Somewhere below is a line with "filename src/fixtures.rs" and, later, a line with "Enabled for this"; repeat those two lines and all the lines between them, exactly as they are.

(Collected data)
'''
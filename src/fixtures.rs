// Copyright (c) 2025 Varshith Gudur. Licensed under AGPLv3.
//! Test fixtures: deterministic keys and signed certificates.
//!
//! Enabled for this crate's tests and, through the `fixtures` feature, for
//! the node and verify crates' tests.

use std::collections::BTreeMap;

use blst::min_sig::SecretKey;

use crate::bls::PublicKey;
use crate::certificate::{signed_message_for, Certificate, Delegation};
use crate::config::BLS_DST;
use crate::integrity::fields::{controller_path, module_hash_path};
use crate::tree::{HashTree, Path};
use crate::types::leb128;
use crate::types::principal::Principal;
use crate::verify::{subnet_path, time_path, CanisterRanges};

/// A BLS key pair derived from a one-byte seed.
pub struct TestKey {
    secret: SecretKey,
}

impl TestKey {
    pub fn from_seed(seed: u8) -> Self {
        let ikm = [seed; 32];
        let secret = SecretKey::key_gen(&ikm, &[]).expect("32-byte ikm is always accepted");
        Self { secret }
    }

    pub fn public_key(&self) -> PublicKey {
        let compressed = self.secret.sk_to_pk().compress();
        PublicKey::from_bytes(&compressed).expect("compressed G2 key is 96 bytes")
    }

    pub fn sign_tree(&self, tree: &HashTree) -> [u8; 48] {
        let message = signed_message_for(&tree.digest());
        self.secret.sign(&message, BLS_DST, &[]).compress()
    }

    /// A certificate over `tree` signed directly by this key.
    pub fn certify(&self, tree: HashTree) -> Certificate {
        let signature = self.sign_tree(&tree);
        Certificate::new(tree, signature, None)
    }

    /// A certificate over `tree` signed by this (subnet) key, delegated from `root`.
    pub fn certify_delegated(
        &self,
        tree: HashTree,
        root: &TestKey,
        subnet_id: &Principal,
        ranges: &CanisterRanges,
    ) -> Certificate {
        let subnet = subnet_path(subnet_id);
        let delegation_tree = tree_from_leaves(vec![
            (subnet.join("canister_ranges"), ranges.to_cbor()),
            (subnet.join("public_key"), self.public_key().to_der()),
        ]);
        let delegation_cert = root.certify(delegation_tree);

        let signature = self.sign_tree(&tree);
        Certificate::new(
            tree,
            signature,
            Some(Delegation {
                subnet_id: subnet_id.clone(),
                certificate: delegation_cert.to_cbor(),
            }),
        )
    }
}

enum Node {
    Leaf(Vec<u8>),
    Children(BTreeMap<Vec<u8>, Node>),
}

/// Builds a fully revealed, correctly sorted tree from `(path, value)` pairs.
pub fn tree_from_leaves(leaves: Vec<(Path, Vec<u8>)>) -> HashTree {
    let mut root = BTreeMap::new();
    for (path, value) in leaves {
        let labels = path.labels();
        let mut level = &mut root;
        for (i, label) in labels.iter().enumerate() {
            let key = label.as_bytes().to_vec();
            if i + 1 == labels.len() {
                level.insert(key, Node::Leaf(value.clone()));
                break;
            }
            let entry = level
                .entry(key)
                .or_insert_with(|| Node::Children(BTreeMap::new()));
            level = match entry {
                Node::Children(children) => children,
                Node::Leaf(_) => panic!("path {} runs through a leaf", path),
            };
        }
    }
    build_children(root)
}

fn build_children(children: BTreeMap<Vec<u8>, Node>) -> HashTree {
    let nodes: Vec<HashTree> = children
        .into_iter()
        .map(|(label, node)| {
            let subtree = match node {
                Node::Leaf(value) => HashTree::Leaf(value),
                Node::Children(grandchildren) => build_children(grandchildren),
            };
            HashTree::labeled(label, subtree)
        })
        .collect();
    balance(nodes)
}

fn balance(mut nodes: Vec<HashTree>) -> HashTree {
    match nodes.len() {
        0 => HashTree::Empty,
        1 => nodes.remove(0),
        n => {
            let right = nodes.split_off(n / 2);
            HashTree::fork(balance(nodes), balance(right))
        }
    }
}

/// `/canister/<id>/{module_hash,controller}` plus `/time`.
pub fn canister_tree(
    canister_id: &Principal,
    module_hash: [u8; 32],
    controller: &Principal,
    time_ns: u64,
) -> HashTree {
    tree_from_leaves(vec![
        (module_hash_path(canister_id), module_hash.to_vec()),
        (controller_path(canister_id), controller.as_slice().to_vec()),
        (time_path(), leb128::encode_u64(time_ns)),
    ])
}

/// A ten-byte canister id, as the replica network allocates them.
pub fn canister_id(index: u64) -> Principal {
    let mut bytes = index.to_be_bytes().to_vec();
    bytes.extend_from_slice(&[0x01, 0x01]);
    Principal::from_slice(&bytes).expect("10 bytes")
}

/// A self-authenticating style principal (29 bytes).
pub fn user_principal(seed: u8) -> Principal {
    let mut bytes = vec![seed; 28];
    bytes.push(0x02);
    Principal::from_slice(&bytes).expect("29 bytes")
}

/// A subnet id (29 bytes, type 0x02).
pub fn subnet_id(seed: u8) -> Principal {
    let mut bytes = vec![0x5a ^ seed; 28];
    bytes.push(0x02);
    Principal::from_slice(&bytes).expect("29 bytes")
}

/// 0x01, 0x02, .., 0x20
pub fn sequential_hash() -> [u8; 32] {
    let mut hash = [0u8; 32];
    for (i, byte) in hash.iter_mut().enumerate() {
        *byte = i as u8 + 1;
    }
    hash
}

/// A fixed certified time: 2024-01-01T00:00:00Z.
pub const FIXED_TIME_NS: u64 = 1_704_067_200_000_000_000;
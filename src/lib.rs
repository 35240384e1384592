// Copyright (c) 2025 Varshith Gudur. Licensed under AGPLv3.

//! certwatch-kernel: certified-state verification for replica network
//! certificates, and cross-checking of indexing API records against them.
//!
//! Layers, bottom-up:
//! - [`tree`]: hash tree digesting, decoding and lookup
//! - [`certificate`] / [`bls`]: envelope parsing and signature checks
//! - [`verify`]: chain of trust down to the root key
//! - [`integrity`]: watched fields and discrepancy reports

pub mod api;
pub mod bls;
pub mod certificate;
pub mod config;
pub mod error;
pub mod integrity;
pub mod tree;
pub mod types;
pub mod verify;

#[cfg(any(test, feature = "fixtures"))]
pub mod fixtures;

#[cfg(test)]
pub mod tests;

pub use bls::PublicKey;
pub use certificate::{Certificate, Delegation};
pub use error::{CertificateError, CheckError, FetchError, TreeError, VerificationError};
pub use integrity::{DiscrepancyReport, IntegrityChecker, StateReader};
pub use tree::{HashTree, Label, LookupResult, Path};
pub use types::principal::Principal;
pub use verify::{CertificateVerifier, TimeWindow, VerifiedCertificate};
'''
'''
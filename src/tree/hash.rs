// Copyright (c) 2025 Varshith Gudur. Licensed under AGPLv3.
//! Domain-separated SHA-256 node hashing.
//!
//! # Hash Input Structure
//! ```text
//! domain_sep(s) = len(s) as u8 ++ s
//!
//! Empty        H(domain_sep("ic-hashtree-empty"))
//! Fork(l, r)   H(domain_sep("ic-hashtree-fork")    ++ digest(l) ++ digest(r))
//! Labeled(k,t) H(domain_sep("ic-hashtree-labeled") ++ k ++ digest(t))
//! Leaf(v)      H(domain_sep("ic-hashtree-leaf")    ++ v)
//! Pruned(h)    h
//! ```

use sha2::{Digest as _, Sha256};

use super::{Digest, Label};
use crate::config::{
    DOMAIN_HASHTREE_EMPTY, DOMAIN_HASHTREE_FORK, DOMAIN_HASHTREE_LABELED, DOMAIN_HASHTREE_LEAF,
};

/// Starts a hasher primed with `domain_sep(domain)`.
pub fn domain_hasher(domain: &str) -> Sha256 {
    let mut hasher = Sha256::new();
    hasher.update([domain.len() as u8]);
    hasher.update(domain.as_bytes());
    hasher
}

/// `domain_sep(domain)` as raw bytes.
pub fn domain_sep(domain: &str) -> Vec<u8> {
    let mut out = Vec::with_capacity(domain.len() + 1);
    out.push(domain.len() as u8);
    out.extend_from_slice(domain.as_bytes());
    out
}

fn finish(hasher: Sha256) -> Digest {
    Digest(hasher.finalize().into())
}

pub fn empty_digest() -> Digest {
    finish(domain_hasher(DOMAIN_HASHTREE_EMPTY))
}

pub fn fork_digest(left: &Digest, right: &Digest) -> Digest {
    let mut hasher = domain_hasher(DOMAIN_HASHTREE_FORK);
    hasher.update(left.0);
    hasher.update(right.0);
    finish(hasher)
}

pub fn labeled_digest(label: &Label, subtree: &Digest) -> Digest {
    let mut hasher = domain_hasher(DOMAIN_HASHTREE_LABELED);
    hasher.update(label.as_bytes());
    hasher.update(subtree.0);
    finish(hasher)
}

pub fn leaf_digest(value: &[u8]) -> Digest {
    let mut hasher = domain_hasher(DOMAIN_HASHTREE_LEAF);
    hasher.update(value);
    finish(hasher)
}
'''
Solution to this problem ▸
filename src/fixtures.rs
// Copyright (c) 2025 Varshith Gudur. Licensed under AGPLv3.
//! Test fixtures: deterministic keys and signed certificates.
//!
//! Enabled for this crate's tests and, through the `fixtures` feature, for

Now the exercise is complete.